Today’s monthly figures for May show GDP is still down 25 per cent since the start of the year, with only a slight rebound in May of 1.8 per cent, undermining any notion that a “V-shaped” economic recovery from the pandemic is inevitable.
An industry perspective
Looking at contributions to the slight gains in May, construction and production both saw growth between April and May (8 and 6 per cent respectively), with manufacturing growth of 8.4 per cent driving production. However, all still remain far below pre-lockdown levels, with construction 38.8 per cent below February 2020 and production and manufacturing down 19 and 22 per cent respectively since February.
Services saw a more beleaguered performance, with growth into May of only 0.9 per cent following a decline of 18.9 per cent in April and 7.5 per cent in March. This is particularly worrying given that services account for 80 per cent of the economy.
We already knew service sector gains were driven by wholesale and retail, which saw 12.9 per cent growth owing to the re-starting of trade as lockdown restrictions lifted and a record proportions of retail sales took place online.
But these gains were largely offset by little or negative growth in other service industries. As the chart below shows, following unprecedented falls in March and April (yellow and purple), many service industries continued to struggle into May (pink). Information and communication services and professional, scientific and technical activities acted as a particular drag on any gains into May.
Mass unemployment is the biggest threat facing the UK
The fall in GDP over recent months is unprecedented, but not surprising. Shutting down large parts of the economy was always going to see a sharp reduction in GDP.
What is vital now as lockdown eases, is targeted support to struggling sectors, backed up by a real plan for a green economic recovery and driven by the creation of decent jobs and investment in vital services and infrastructure. TUC research suggests that investment could create 1.24 million jobs in the next two years. Without it, the UK is facing a crisis of mass unemployment not seen since the 1980s.
Forecasts suggest unemployment could reach 4 million (11.7 per cent) without decisive, strategic action to protect industries and create decent jobs. We know many people have already lost their job or seen a drop in income – universal credit applications have soared, with over 3 million declarations between March and June.
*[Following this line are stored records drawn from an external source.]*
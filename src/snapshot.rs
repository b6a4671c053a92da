//! Suspended executions
//!
//! A [`Snapshot`] owns one paused execution waiting on a single boundary
//! call; a [`FutureSnapshot`] owns one waiting on a set of unresolved
//! futures. Both are self-contained — they carry the program alongside
//! the vm state — so they serialize, cross processes, and resume with no
//! shared memory.
//!
//! Resuming consumes the handle: a snapshot is one point in a single
//! line of continuation, and resuming it forks a new state. A second
//! resume reports [`UsageError::AlreadyConsumed`] instead of silently
//! producing a divergent fork. Rejected resumes (id mismatch, unknown
//! id) leave the handle untouched.

use serde::{Deserialize, Serialize};
use tracing::debug;

use crate::error::{FormatError, UsageError};
use crate::executor::vm::FutureState;
use crate::executor::{run_to_exit, OsFunction, StepExit, Vm};
use crate::persist::{self, ArtifactKind};
use crate::program::Program;
use crate::value::{CallId, ExceptionValue, Value};

/* ===================== Resume Payloads ===================== */

/// The host's answer for one boundary call.
///
/// The shape makes "a value and an exception at once" unrepresentable;
/// `Future` defers the result, letting execution continue until the
/// program awaits it.
#[derive(Debug, Clone, PartialEq)]
pub enum ExternalResult {
    Return(Value),
    Error(ExceptionValue),
    Future,
}

impl From<Value> for ExternalResult {
    fn from(value: Value) -> Self {
        ExternalResult::Return(value)
    }
}

impl From<ExceptionValue> for ExternalResult {
    fn from(exc: ExceptionValue) -> Self {
        ExternalResult::Error(exc)
    }
}

/* ===================== Progress ===================== */

/// The sole output channel of `start` and every `resume`.
#[derive(Debug)]
pub enum Progress {
    /// The program finished. An unhandled exception arrives here as an
    /// exception value, not as an engine error.
    Complete(Value),
    /// Paused at a call of a host-declared external function.
    FunctionCall {
        name: String,
        args: Vec<Value>,
        kwargs: Vec<(String, Value)>,
        call_id: CallId,
        /// True when the call was written attribute-style (`api.get(..)`).
        method_call: bool,
        snapshot: Snapshot,
    },
    /// Paused at a runtime-intrinsic OS operation.
    OsCall {
        function: OsFunction,
        args: Vec<Value>,
        kwargs: Vec<(String, Value)>,
        call_id: CallId,
        snapshot: Snapshot,
    },
    /// Blocked until some of the pending futures resolve.
    AwaitingFutures {
        pending: Vec<CallId>,
        snapshot: FutureSnapshot,
    },
}

impl Progress {
    /// The completion value, if execution finished.
    #[must_use]
    pub fn into_complete(self) -> Option<Value> {
        match self {
            Progress::Complete(value) => Some(value),
            _ => None,
        }
    }

    /// Function-call boundary fields: (name, args, kwargs, call id,
    /// method flag, snapshot).
    #[must_use]
    #[allow(clippy::type_complexity)]
    pub fn into_function_call(
        self,
    ) -> Option<(
        String,
        Vec<Value>,
        Vec<(String, Value)>,
        CallId,
        bool,
        Snapshot,
    )> {
        match self {
            Progress::FunctionCall {
                name,
                args,
                kwargs,
                call_id,
                method_call,
                snapshot,
            } => Some((name, args, kwargs, call_id, method_call, snapshot)),
            _ => None,
        }
    }

    /// OS-call boundary fields: (function, args, kwargs, call id,
    /// snapshot).
    #[must_use]
    #[allow(clippy::type_complexity)]
    pub fn into_os_call(
        self,
    ) -> Option<(OsFunction, Vec<Value>, Vec<(String, Value)>, CallId, Snapshot)> {
        match self {
            Progress::OsCall {
                function,
                args,
                kwargs,
                call_id,
                snapshot,
            } => Some((function, args, kwargs, call_id, snapshot)),
            _ => None,
        }
    }

    /// Futures boundary fields: (pending ids, snapshot).
    #[must_use]
    pub fn into_awaiting_futures(self) -> Option<(Vec<CallId>, FutureSnapshot)> {
        match self {
            Progress::AwaitingFutures { pending, snapshot } => Some((pending, snapshot)),
            _ => None,
        }
    }
}

/* ===================== Snapshot ===================== */

#[derive(Debug, Serialize, Deserialize)]
struct SnapshotState {
    program: Program,
    vm: Vm,
    call_id: CallId,
}

/// A paused execution awaiting exactly one boundary-call result.
#[derive(Debug)]
pub struct Snapshot {
    state: Option<SnapshotState>,
}

impl Snapshot {
    /// The call id this snapshot is paused on, or None once consumed.
    pub fn call_id(&self) -> Option<CallId> {
        self.state.as_ref().map(|state| state.call_id)
    }

    /// Resume with the host's answer for `call_id`.
    ///
    /// A mismatched id is rejected without consuming the snapshot; an
    /// accepted resume consumes it. An injected `Error` raises at the
    /// paused call expression and follows normal in-program handling.
    pub fn resume(
        &mut self,
        call_id: CallId,
        result: ExternalResult,
    ) -> Result<Progress, UsageError> {
        let state = self.state.as_ref().ok_or(UsageError::AlreadyConsumed)?;
        if call_id != state.call_id {
            return Err(UsageError::CallIdMismatch {
                expected: state.call_id,
                provided: call_id,
            });
        }
        let SnapshotState {
            program,
            mut vm,
            call_id,
        } = self.state.take().expect("validated above");
        debug!(%call_id, "resuming snapshot");
        vm.resume_external(call_id, result);
        Ok(advance(program, vm))
    }

    /// Serialize without consuming; the in-memory snapshot stays usable.
    pub fn dump(&self) -> Result<Vec<u8>, UsageError> {
        let state = self.state.as_ref().ok_or(UsageError::AlreadyConsumed)?;
        Ok(persist::encode(ArtifactKind::Snapshot, state))
    }

    /// Reconstruct a snapshot serialized with [`Snapshot::dump`].
    pub fn load(bytes: &[u8]) -> Result<Self, FormatError> {
        let state: SnapshotState = persist::decode(ArtifactKind::Snapshot, bytes)?;
        Ok(Snapshot { state: Some(state) })
    }
}

/* ===================== FutureSnapshot ===================== */

#[derive(Debug, Serialize, Deserialize)]
struct FutureSnapshotState {
    program: Program,
    vm: Vm,
    pending: Vec<CallId>,
}

/// A paused execution blocked on a set of unresolved futures,
/// resolvable incrementally.
#[derive(Debug)]
pub struct FutureSnapshot {
    state: Option<FutureSnapshotState>,
}

impl FutureSnapshot {
    /// The call ids a resume will accept, ascending. Authoritative:
    /// exactly the set the engine is waiting on. Empty once consumed.
    pub fn pending_call_ids(&self) -> &[CallId] {
        self.state
            .as_ref()
            .map(|state| state.pending.as_slice())
            .unwrap_or(&[])
    }

    /// Resume with results for any subset of the pending call ids.
    ///
    /// Unknown ids are rejected without consuming the snapshot. Omitted
    /// ids stay pending; `ExternalResult::Future` entries are no-ops.
    /// Entries apply in order, so a duplicated id keeps its last result.
    pub fn resume(
        &mut self,
        results: Vec<(CallId, ExternalResult)>,
    ) -> Result<Progress, UsageError> {
        let state = self.state.as_ref().ok_or(UsageError::AlreadyConsumed)?;
        for (id, _) in &results {
            if !state.pending.contains(id) {
                return Err(UsageError::UnknownCallId {
                    provided: *id,
                    pending: state.pending.clone(),
                });
            }
        }
        let FutureSnapshotState {
            program,
            mut vm,
            pending,
        } = self.state.take().expect("validated above");
        debug!(resolved = results.len(), pending = pending.len(), "resuming futures");
        for (id, result) in results {
            match result {
                ExternalResult::Return(value) => {
                    vm.futures.insert(id, FutureState::Resolved(value));
                }
                ExternalResult::Error(exc) => {
                    vm.futures.insert(id, FutureState::Failed(exc));
                }
                ExternalResult::Future => {}
            }
        }
        Ok(advance(program, vm))
    }

    /// Serialize without consuming; the in-memory snapshot stays usable.
    pub fn dump(&self) -> Result<Vec<u8>, UsageError> {
        let state = self.state.as_ref().ok_or(UsageError::AlreadyConsumed)?;
        Ok(persist::encode(ArtifactKind::FutureSnapshot, state))
    }

    /// Reconstruct a snapshot serialized with [`FutureSnapshot::dump`].
    pub fn load(bytes: &[u8]) -> Result<Self, FormatError> {
        let state: FutureSnapshotState = persist::decode(ArtifactKind::FutureSnapshot, bytes)?;
        Ok(FutureSnapshot { state: Some(state) })
    }
}

/* ===================== Driving ===================== */

/// Run the vm to its next boundary and wrap the exit for the host.
pub(crate) fn advance(program: Program, mut vm: Vm) -> Progress {
    match run_to_exit(&mut vm, &program) {
        StepExit::Complete(value) => {
            debug!("execution complete");
            Progress::Complete(value)
        }
        StepExit::External {
            name,
            args,
            kwargs,
            call_id,
            method_call,
        } => {
            debug!(%name, %call_id, "paused at external function call");
            Progress::FunctionCall {
                name,
                args,
                kwargs,
                call_id,
                method_call,
                snapshot: Snapshot {
                    state: Some(SnapshotState {
                        program,
                        vm,
                        call_id,
                    }),
                },
            }
        }
        StepExit::Os {
            function,
            args,
            kwargs,
            call_id,
        } => {
            debug!(%function, %call_id, "paused at os call");
            Progress::OsCall {
                function,
                args,
                kwargs,
                call_id,
                snapshot: Snapshot {
                    state: Some(SnapshotState {
                        program,
                        vm,
                        call_id,
                    }),
                },
            }
        }
        StepExit::Futures(pending) => {
            debug!(pending = pending.len(), "paused on unresolved futures");
            Progress::AwaitingFutures {
                pending: pending.clone(),
                snapshot: FutureSnapshot {
                    state: Some(FutureSnapshotState {
                        program,
                        vm,
                        pending,
                    }),
                },
            }
        }
    }
}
More needed in the wake of the summer statement
As we have previously argued, the chancellor’s Summer Statement, including a job retention bonus of £1000 per worker, falls far short of what is required to help businesses and workers survive this crisis.
In the same week as the chancellor announced the ‘Eat Out to Help Out’ incentive, the ONS released the latest results from its Coronavirus and Social Impacts on Great Britain survey, which showed that 6 in 10 adults would feel uncomfortable or very uncomfortable with sitting in and eating at a restaurant. This begs the question whether the voucher scheme can really be effective in supporting the food and hospitality industries which have seen some of the highest rates of furlough throughout this crisis.
Missing from the statement was any mention of extending or targeting support for self-employed people working in sectors that are unlikely to re-open in the coming weeks and months, or for the child care sector, without which many working families, and particularly women, will struggle to return to work. There was no plan for extra investment in public services, no plan to fill the 200,000 NHS and social care vacancies, and nothing on improving Statutory Sick Pay to enable workers to isolate should they need to.
A budget is due in the autumn but the constant stream of grim job loss announcements, from large manufacturers such as Air Bus and Jaguar Land Rover to well-known high street brands like Boots and John Lewis, is a daily reminder of the speed and scale at which the jobs crisis is unfolding. The day after the chancellor’s summer statement, 10,000 job losses were announced in just one morning.
Autumn may be too late. The government must step in now to save and create jobs and help us work our way out of recession. We must create jobs by investing in public services, new homes, childcare, faster broadband, better transport and green tech - giving sector-specific support to those hardest hit by the virus. The economic shock of the pandemic was inevitable, the long-term damage to the economy and working people’s lives does not have to be.